Фридрих Шиллер - О наивной и сентиментальной поэзии
Из немецких поэтов того же рода я упомяну Галлера, Клейста и Клопштока. Их поэзия сентиментальна по своему характеру; не чувственной правдой, но идеями волнуют они нас, не тем, что они сами — природа, но тем, что умеют заставить нас глубоко любить природу. Отсюда не следует — и это верно для характеристики не только этих, но всех сентиментальных поэтов вообще, — чтобы это исключало для них возможность иногда волновать наше чувство своей наивной красотой: если б это не было так, они бы вовсе не были поэтами.
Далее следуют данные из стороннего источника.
//! Solver dialect writers.
//!
//! Every dialect is a [`ModelWriter`]: it turns a finished [`Model`] into one
//! or more named text artifacts. Writers never touch the filesystem, so a
//! failing writer leaves no partial output behind.

pub mod ampl;
pub mod cplex;
pub mod lp_solve;
pub mod mints;

use suitemin_ir::types::OutputFormat;

use crate::model::{CoefficientTable, Model, Objective};

/// One output file: name relative to the project directory, and contents.
#[derive(Debug, Clone, PartialEq)]
pub struct Artifact {
    pub file_name: String,
    pub contents: String,
}

impl Artifact {
    pub fn new(file_name: impl Into<String>, contents: impl Into<String>) -> Self {
        Self {
            file_name: file_name.into(),
            contents: contents.into(),
        }
    }
}

#[derive(Debug, thiserror::Error)]
pub enum WriteError {
    #[error("Dialect '{format}' cannot write a nonlinear objective")]
    NonlinearObjective { format: OutputFormat },

    #[error("Dialect '{format}' needs a symbolic nonlinear objective")]
    LinearObjective { format: OutputFormat },

    #[error("Constraint {index} ('{constraint}') is not of the form 'sum >= 1'")]
    NotSetCover { index: usize, constraint: String },

    #[error("Test '{test}' has no objective coefficient")]
    MissingCoefficient { test: String },

    #[error("Variable '{var}' is not a canonical test")]
    UnknownVariable { var: String },

    #[error("Mapping serialization error: {0}")]
    Mapping(#[from] serde_json::Error),
}

pub trait ModelWriter {
    fn format(&self) -> OutputFormat;

    fn write(&self, model: &Model) -> Result<Vec<Artifact>, WriteError>;
}

pub fn writer_for(format: OutputFormat) -> Box<dyn ModelWriter> {
    match format {
        OutputFormat::LpSolve => Box::new(lp_solve::LpSolveWriter),
        OutputFormat::CplexLp => Box::new(cplex::CplexLpWriter),
        OutputFormat::Ampl => Box::new(ampl::AmplWriter),
        OutputFormat::CouenneAmpl => Box::new(ampl::CouenneAmplWriter),
        OutputFormat::Mints => Box::new(mints::MintsWriter),
    }
}

/// Coefficient table of a linear model.
pub(crate) fn linear_objective(
    model: &Model,
    format: OutputFormat,
) -> Result<&CoefficientTable, WriteError> {
    match &model.objective {
        Objective::Linear(table) => Ok(table),
        Objective::Nonlinear(_) => Err(WriteError::NonlinearObjective { format }),
    }
}

/// Space-joined lines of at most `per_line` tokens.
pub(crate) fn batched_lines(tokens: &[String], per_line: usize) -> Vec<String> {
    tokens
        .chunks(per_line.max(1))
        .map(|chunk| chunk.join(" "))
        .collect()
}

/// Join signed terms with `+`, collapsing `+-` into `-`.
pub(crate) fn join_signed(terms: &[String]) -> String {
    terms.join("+").replace("+-", "-")
}
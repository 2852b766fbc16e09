//! OSiL-style XML results: `<variable name="t3" value="1"/>` elements inside
//! a `<variables>` element.

use quick_xml::events::{BytesStart, Event};
use quick_xml::Reader;
use suitemin_ir::TestId;

use crate::extract::ExtractError;
use crate::parse::indicator;

fn xml_error(err: impl std::fmt::Display) -> ExtractError {
    ExtractError::Xml {
        message: err.to_string(),
    }
}

/// `(name, value)` attributes of a `<variable>` element.
fn variable_attrs(element: &BytesStart<'_>) -> Result<(Option<String>, Option<String>), ExtractError> {
    let mut name = None;
    let mut value = None;
    for attr in element.attributes() {
        let attr = attr.map_err(xml_error)?;
        let text = attr.unescape_value().map_err(xml_error)?.into_owned();
        match attr.key.local_name().as_ref() {
            b"name" => name = Some(text),
            b"value" => value = Some(text),
            _ => {}
        }
    }
    Ok((name, value))
}

pub fn parse_osil(text: &str) -> Result<Vec<TestId>, ExtractError> {
    let mut reader = Reader::from_str(text);
    reader.config_mut().trim_text(true);

    let mut selected = Vec::new();
    let mut depth_in_variables = 0usize;
    let mut index = 0usize;
    loop {
        match reader.read_event().map_err(xml_error)? {
            Event::Start(e) if e.local_name().as_ref() == b"variables" => {
                depth_in_variables += 1;
            }
            Event::End(e) if e.local_name().as_ref() == b"variables" => {
                depth_in_variables = depth_in_variables.saturating_sub(1);
            }
            Event::Start(e) | Event::Empty(e)
                if depth_in_variables > 0 && e.local_name().as_ref() == b"variable" =>
            {
                index += 1;
                let (Some(name), Some(value)) = variable_attrs(&e)? else {
                    return Err(ExtractError::Malformed {
                        line: index,
                        message: "<variable> needs 'name' and 'value'".to_string(),
                    });
                };
                if name.starts_with('t') && indicator(&value, index)? {
                    selected.push(TestId::new(name));
                }
            }
            Event::Eof => break,
            _ => {}
        }
    }
    Ok(selected)
}

#[cfg(test)]
mod tests {
    use super::*;

    #[test]
    fn test_reads_variable_values() {
        let xml = r#"<?xml version="1.0"?>
<osrl>
  <variables numberOfVariables="4">
    <variable name="t1" value="1"/>
    <variable name="t2" value="-0"/>
    <variable name="v_AB1_1_2" value="1"/>
    <variable name="t3" value="1.0"></variable>
  </variables>
</osrl>"#;
        let selected = parse_osil(xml).unwrap();
        let names: Vec<&str> = selected.iter().map(|t| t.as_str()).collect();
        assert_eq!(names, vec!["t1", "t3"]);
    }

    #[test]
    fn test_variables_outside_block_ignored() {
        let xml = r#"<osrl><variable name="t9" value="1"/><variables/></osrl>"#;
        assert!(parse_osil(xml).unwrap().is_empty());
    }

    #[test]
    fn test_fractional_value_is_malformed() {
        let xml = r#"<osrl><variables><variable name="t1" value="0.4"/></variables></osrl>"#;
        assert!(matches!(
            parse_osil(xml),
            Err(ExtractError::Malformed { line: 1, .. })
        ));
    }
}
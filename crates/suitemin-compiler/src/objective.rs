//! Linear objective: normalized, weighted per-test coefficients.
//!
//! For each relative criterion a test's ratio is
//! - dependent: `|items(t)| / q`, `q` the distinct items of the whole file;
//! - independent: `value(t) / q`, `q` the largest value of the file.
//!
//! The ratio is rounded to 6 decimals, optionally inverted, weighted and
//! accumulated. A contribution of exactly 0 becomes the direction's epsilon,
//! as does a canonical test absent from every relative criterion.

use suitemin_ir::record::RecordSet;
use suitemin_ir::types::{Direction, RelativeCriterion};
use suitemin_ir::TestId;

use crate::compile::CompileError;
use crate::model::{CoefficientTable, TestUniverse, Var};
use crate::number::round6;
use crate::universe::{costs, coverage};

/// Per-test ratios in `[0, 1]` for one criterion, file order, restricted to
/// the canonical tests.
pub fn criterion_ratios<'a>(
    crio: &RelativeCriterion,
    records: &'a RecordSet,
    universe: &TestUniverse,
) -> Result<Vec<(&'a TestId, f64)>, CompileError> {
    let ratios: Vec<(&TestId, f64)> = if crio.is_dependent {
        let table = coverage(records, &crio.file)?;
        let q = table.distinct_items();
        table
            .iter()
            .map(|(test, items)| {
                let ratio = if items.is_empty() || q == 0 {
                    0.0
                } else {
                    items.len() as f64 / q as f64
                };
                (test, ratio)
            })
            .collect()
    } else {
        let table = costs(records, &crio.file)?;
        let q = table.max_value().unwrap_or(0);
        table
            .iter()
            .map(|(test, value)| {
                let ratio = if q <= 0 { 0.0 } else { value as f64 / q as f64 };
                (test, ratio)
            })
            .collect()
    };
    Ok(ratios
        .into_iter()
        .filter(|(test, _)| universe.contains(test))
        .collect())
}

/// Rounded, optionally inverted ratio.
pub fn criterion_coefficient(crio: &RelativeCriterion, ratio: f64) -> f64 {
    if crio.invert {
        1.0 - round6(ratio)
    } else {
        round6(ratio)
    }
}

pub fn linear_objective(
    criteria: &[RelativeCriterion],
    records: &RecordSet,
    universe: &TestUniverse,
    direction: Direction,
) -> Result<CoefficientTable, CompileError> {
    let mut table = CoefficientTable::new();
    for crio in criteria {
        let ratios = criterion_ratios(crio, records, universe)?;
        tracing::debug!(file = %crio.file, tests = ratios.len(), weight = crio.weight, "objective criterion");
        for (test, ratio) in ratios {
            let mut term = crio.weight as f64 * criterion_coefficient(crio, ratio);
            if term == 0.0 {
                term = direction.epsilon();
            }
            table.add(Var::test(test), term);
        }
    }
    // A listed test no criterion file mentions must not be free.
    for test in universe.iter() {
        let var = Var::test(test);
        if !table.contains(&var) {
            table.set(var, direction.epsilon());
        }
    }
    table.replace_zeros(direction.epsilon());
    Ok(table)
}
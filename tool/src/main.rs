//! NR SSB Offset Calculator
//!
//! Computes the `--ssb` subcarrier offset for a UE configuration from the
//! cell's absoluteFrequencySSB and absoluteFrequencyPointA.

use anyhow::Result;
use clap::Parser;
use tracing::{debug, info};
use tracing_subscriber::{fmt, EnvFilter};

use common::types::{Arfcn, NrBand, SubcarrierSpacing};
use ssb::{OffsetRequest, SsbError};

/// Calculate the --ssb subcarrier offset for OAI UE configuration.
#[derive(Parser, Debug)]
#[command(author, version, about, long_about = None)]
struct Args {
    /// AbsoluteFrequencySSB (ARFCN)
    #[arg(long, allow_negative_numbers = true)]
    arfcn_ssb: i64,

    /// AbsoluteFrequencyPointA (ARFCN)
    #[arg(long, allow_negative_numbers = true)]
    arfcn_pointa: i64,

    /// Subcarrier spacing in kHz (15, 30, 60, 120)
    #[arg(long, default_value = "30", value_parser = parse_scs)]
    scs: SubcarrierSpacing,

    /// NR band number (e.g., 78)
    #[arg(long, allow_negative_numbers = true)]
    band: i64,

    /// Log level (trace, debug, info, warn, error)
    #[arg(short, long, default_value = "warn")]
    log_level: String,
}

impl Args {
    fn request(&self) -> OffsetRequest {
        OffsetRequest {
            arfcn_ssb: Arfcn(self.arfcn_ssb),
            arfcn_pointa: Arfcn(self.arfcn_pointa),
            scs: self.scs,
            band: NrBand(self.band),
        }
    }
}

fn parse_scs(value: &str) -> Result<SubcarrierSpacing, String> {
    let khz: u32 = value
        .parse()
        .map_err(|_| format!("'{}' is not a number", value))?;

    SubcarrierSpacing::from_khz(khz)
        .ok_or_else(|| format!("{} kHz is not one of 15, 30, 60, 120", khz))
}

/// Render the single result line printed to stdout
fn outcome_line(outcome: &Result<i128, SsbError>) -> String {
    match outcome {
        Ok(offset) => format!("✅ Calculated --ssb offset: {}", offset),
        Err(e) => format!("❌ Error: {}", e),
    }
}

fn main() -> Result<()> {
    let args = Args::parse();

    // Logs go to stderr, stdout carries only the result line
    let env_filter = match EnvFilter::try_from_default_env() {
        Ok(filter) => filter,
        Err(_) => EnvFilter::try_new(&args.log_level)?,
    };

    fmt()
        .with_env_filter(env_filter)
        .with_target(true)
        .with_line_number(true)
        .with_writer(std::io::stderr)
        .init();

    let request = args.request();

    info!("SSB offset request:");
    info!("  ARFCN SSB: {}", request.arfcn_ssb);
    info!("  ARFCN Point A: {}", request.arfcn_pointa);
    info!("  Subcarrier spacing: {}", request.scs);
    info!("  Band: n{}", request.band);

    let outcome = request.calculate();
    if let Err(e) = &outcome {
        // Reported on stdout; the process still exits 0
        debug!("Offset calculation failed: {:?}", e);
    }

    println!("{}", outcome_line(&outcome));
    Ok(())
}
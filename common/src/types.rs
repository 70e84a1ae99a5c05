//! Common Types for 5G NR
//!
//! Defines fundamental radio types shared by the SSB tooling

use num_derive::FromPrimitive;
use num_traits::FromPrimitive;
use std::fmt;

/// Absolute Radio Frequency Channel Number (NR-ARFCN)
///
/// Signed and unchecked; any integer the caller supplies is accepted.
#[derive(Debug, Clone, Copy, PartialEq, Eq, Hash, PartialOrd, Ord)]
pub struct Arfcn(pub i64);

impl Arfcn {
    /// Signed channel distance `self - other`, widened so it cannot overflow
    pub fn delta(&self, other: Arfcn) -> i128 {
        i128::from(self.0) - i128::from(other.0)
    }
}

impl fmt::Display for Arfcn {
    fn fmt(&self, f: &mut fmt::Formatter<'_>) -> fmt::Result {
        write!(f, "{}", self.0)
    }
}

/// NR operating band (e.g. n78 is `NrBand(78)`)
///
/// Any integer is representable; whether a band is known is decided by the
/// step table, not by the type.
#[derive(Debug, Clone, Copy, PartialEq, Eq, Hash, PartialOrd, Ord)]
pub struct NrBand(pub i64);

impl NrBand {
    /// Get the band number
    pub fn number(&self) -> i64 {
        self.0
    }
}

impl fmt::Display for NrBand {
    fn fmt(&self, f: &mut fmt::Formatter<'_>) -> fmt::Result {
        write!(f, "{}", self.0)
    }
}

/// Subcarrier spacing values in kHz
#[derive(Debug, Default, Clone, Copy, PartialEq, Eq, Hash, FromPrimitive)]
pub enum SubcarrierSpacing {
    /// 15 kHz
    Scs15 = 15,
    /// 30 kHz
    #[default]
    Scs30 = 30,
    /// 60 kHz
    Scs60 = 60,
    /// 120 kHz
    Scs120 = 120,
}

impl SubcarrierSpacing {
    /// All supported spacings, ascending
    pub const ALL: [SubcarrierSpacing; 4] = [
        SubcarrierSpacing::Scs15,
        SubcarrierSpacing::Scs30,
        SubcarrierSpacing::Scs60,
        SubcarrierSpacing::Scs120,
    ];

    /// Look up a spacing from its value in kHz
    pub fn from_khz(khz: u32) -> Option<Self> {
        Self::from_u32(khz)
    }

    /// Get spacing in kHz
    pub fn as_khz(&self) -> u32 {
        // Discriminants are the kHz values
        *self as u32
    }
}

impl fmt::Display for SubcarrierSpacing {
    fn fmt(&self, f: &mut fmt::Formatter<'_>) -> fmt::Result {
        write!(f, "{} kHz", self.as_khz())
    }
}
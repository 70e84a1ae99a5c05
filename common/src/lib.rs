//! Common Utilities and Types Library
//!
//! This crate provides shared NR types and numeric helpers used across the SSB tooling.

pub mod types;
pub mod utils;

// Re-export commonly used items
pub use types::*;
pub use utils::*;
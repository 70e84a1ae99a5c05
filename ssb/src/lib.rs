//! SSB Placement Library
//!
//! Derives the SSB subcarrier offset used to configure a UE from the
//! SSB/Point A ARFCNs, according to the NR channel raster of 3GPP TS 38.104.

pub mod band_table;
pub mod offset;

pub use band_table::{arfcn_step_khz, supported_bands, BandStep, FrequencyRange, ARFCN_STEP_KHZ};
pub use offset::{calculate_ssb_offset, OffsetRequest, SSB_HALF_WIDTH_SUBCARRIERS};

use common::types::NrBand;
use thiserror::Error;

/// Errors raised while deriving SSB placement
#[derive(Error, Debug, Clone, PartialEq, Eq)]
pub enum SsbError {
    #[error("Unsupported band {0}. Please add it to the lookup table.")]
    UnsupportedBand(NrBand),
}
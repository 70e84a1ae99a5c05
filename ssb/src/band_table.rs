//! NR-ARFCN Step Size Table
//!
//! Channel raster granularity per operating band, from 3GPP TS 38.104

use crate::SsbError;
use common::types::NrBand;
use tracing::{debug, trace};

/// Frequency range an operating band belongs to
#[derive(Debug, Clone, Copy, PartialEq, Eq)]
pub enum FrequencyRange {
    /// FR1 (410 MHz - 7.125 GHz)
    Fr1,
    /// FR2 (24.25 GHz - 52.6 GHz)
    Fr2,
}

/// One row of the step table
#[derive(Debug, Clone, Copy, PartialEq, Eq)]
pub struct BandStep {
    /// Operating band
    pub band: NrBand,
    /// Frequency covered by one ARFCN step, in kHz
    pub step_khz: u32,
}

impl BandStep {
    const fn new(band: i64, step_khz: u32) -> Self {
        Self {
            band: NrBand(band),
            step_khz,
        }
    }

    /// Frequency range of this band
    pub fn frequency_range(&self) -> FrequencyRange {
        if self.step_khz >= 60 {
            FrequencyRange::Fr2
        } else {
            FrequencyRange::Fr1
        }
    }
}

/// ARFCN step sizes for the supported bands
pub const ARFCN_STEP_KHZ: &[BandStep] = &[
    // FR1 bands (15 kHz steps)
    BandStep::new(1, 15),
    BandStep::new(3, 15),
    BandStep::new(7, 15),
    BandStep::new(20, 15),
    BandStep::new(28, 15),
    BandStep::new(77, 15),
    BandStep::new(78, 15),
    BandStep::new(79, 15),
    // FR2 bands (60 kHz steps)
    BandStep::new(257, 60),
    BandStep::new(258, 60),
    BandStep::new(260, 60),
    BandStep::new(261, 60),
];

/// Get the ARFCN step in kHz for a band
///
/// There is no fallback for bands missing from the table.
pub fn arfcn_step_khz(band: NrBand) -> Result<u32, SsbError> {
    match ARFCN_STEP_KHZ.iter().find(|entry| entry.band == band) {
        Some(entry) => {
            trace!(
                "Band n{} ({:?}) uses {} kHz ARFCN steps",
                band,
                entry.frequency_range(),
                entry.step_khz
            );
            Ok(entry.step_khz)
        }
        None => {
            debug!(
                "Band n{} not in step table (supported: {:?})",
                band,
                supported_bands().map(|b| b.0).collect::<Vec<_>>()
            );
            Err(SsbError::UnsupportedBand(band))
        }
    }
}

/// Bands present in the step table, in table order
pub fn supported_bands() -> impl Iterator<Item = NrBand> {
    ARFCN_STEP_KHZ.iter().map(|entry| entry.band)
}

#[cfg(test)]
mod tests {
    use super::*;

    #[test]
    fn test_fr1_steps() {
        for band in [1, 3, 7, 20, 28, 77, 78, 79] {
            assert_eq!(arfcn_step_khz(NrBand(band)), Ok(15), "band n{}", band);
        }
    }

    #[test]
    fn test_fr2_steps() {
        for band in [257, 258, 260, 261] {
            assert_eq!(arfcn_step_khz(NrBand(band)), Ok(60), "band n{}", band);
        }
    }

    #[test]
    fn test_unsupported_band() {
        let err = arfcn_step_khz(NrBand(999)).unwrap_err();
        assert_eq!(err, SsbError::UnsupportedBand(NrBand(999)));
        assert_eq!(err.to_string(), "Unsupported band 999. Please add it to the lookup table.");

        // Neighbours of supported bands are not inferred
        assert!(arfcn_step_khz(NrBand(2)).is_err());
        assert!(arfcn_step_khz(NrBand(259)).is_err());
        assert!(arfcn_step_khz(NrBand(0)).is_err());

        // Negative and out-of-range numbers take the same path
        assert_eq!(arfcn_step_khz(NrBand(-1)), Err(SsbError::UnsupportedBand(NrBand(-1))));
        assert_eq!(
            arfcn_step_khz(NrBand(100000)).unwrap_err().to_string(),
            "Unsupported band 100000. Please add it to the lookup table."
        );
    }

    #[test]
    fn test_supported_bands() {
        let bands: Vec<i64> = supported_bands().map(|b| b.number()).collect();
        assert_eq!(bands, vec![1, 3, 7, 20, 28, 77, 78, 79, 257, 258, 260, 261]);

        // No band appears twice
        let mut dedup = bands.clone();
        dedup.sort_unstable();
        dedup.dedup();
        assert_eq!(dedup.len(), bands.len());
    }

    #[test]
    fn test_frequency_range() {
        for entry in ARFCN_STEP_KHZ {
            let expected = if entry.band.0 >= 257 {
                FrequencyRange::Fr2
            } else {
                FrequencyRange::Fr1
            };
            assert_eq!(entry.frequency_range(), expected);
        }
    }
}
Но характер, преобладающий в них и являющийся их особенностью, состоит не в том, что их душа может воспринимать нечто спокойно, просто и легко и так же передавать воспринятое. Созерцание невольно оттесняется у них фантазией, чувствительность оттесняется силой мысли, они замыкают свой взор и слух, чтобы не мешать мысленному погружению в себя. Душа не терпит какого бы то ни было впечатления без того, чтобы не заглядеться тут же собственной игрой и не выдвинуть, отделяя от себя посредством рефлексии, то, что есть в нем самом. Мы никогда не получаем таким образом самого предмета, но лишь то, что сделал из него рефлектирующий разум поэта; и даже в том случае, когда этим объектом является сам поэт, когда он хочет нам изобразить свои чувства, мы узнаем о его состоянии не непосредственно, не из первых рук, но из того, как оно отразилось в его душе, из того, что он сам об этом думал, глядя на себя самого, как зритель. Когда Галлер, опечаленный смертью своей жены (все знают эту прекрасную песнь), начинает так:
На смерть твою надгробный гимн слагая,
О Марианна, что скажу тебе,
Когда слова — со вздохами в борьбе.
И мысль одну спешит прогнать другая…[15] —
мы находим это описание достаточно верным; но мы чувствуем также, что поэт сообщает нам, собственно, не свои ощущения, но свои размышления о них. Он не может нас сильно растрогать, потому что сам должен был быть еще более холоден, чтобы так со стороны смотреть на свое чувство.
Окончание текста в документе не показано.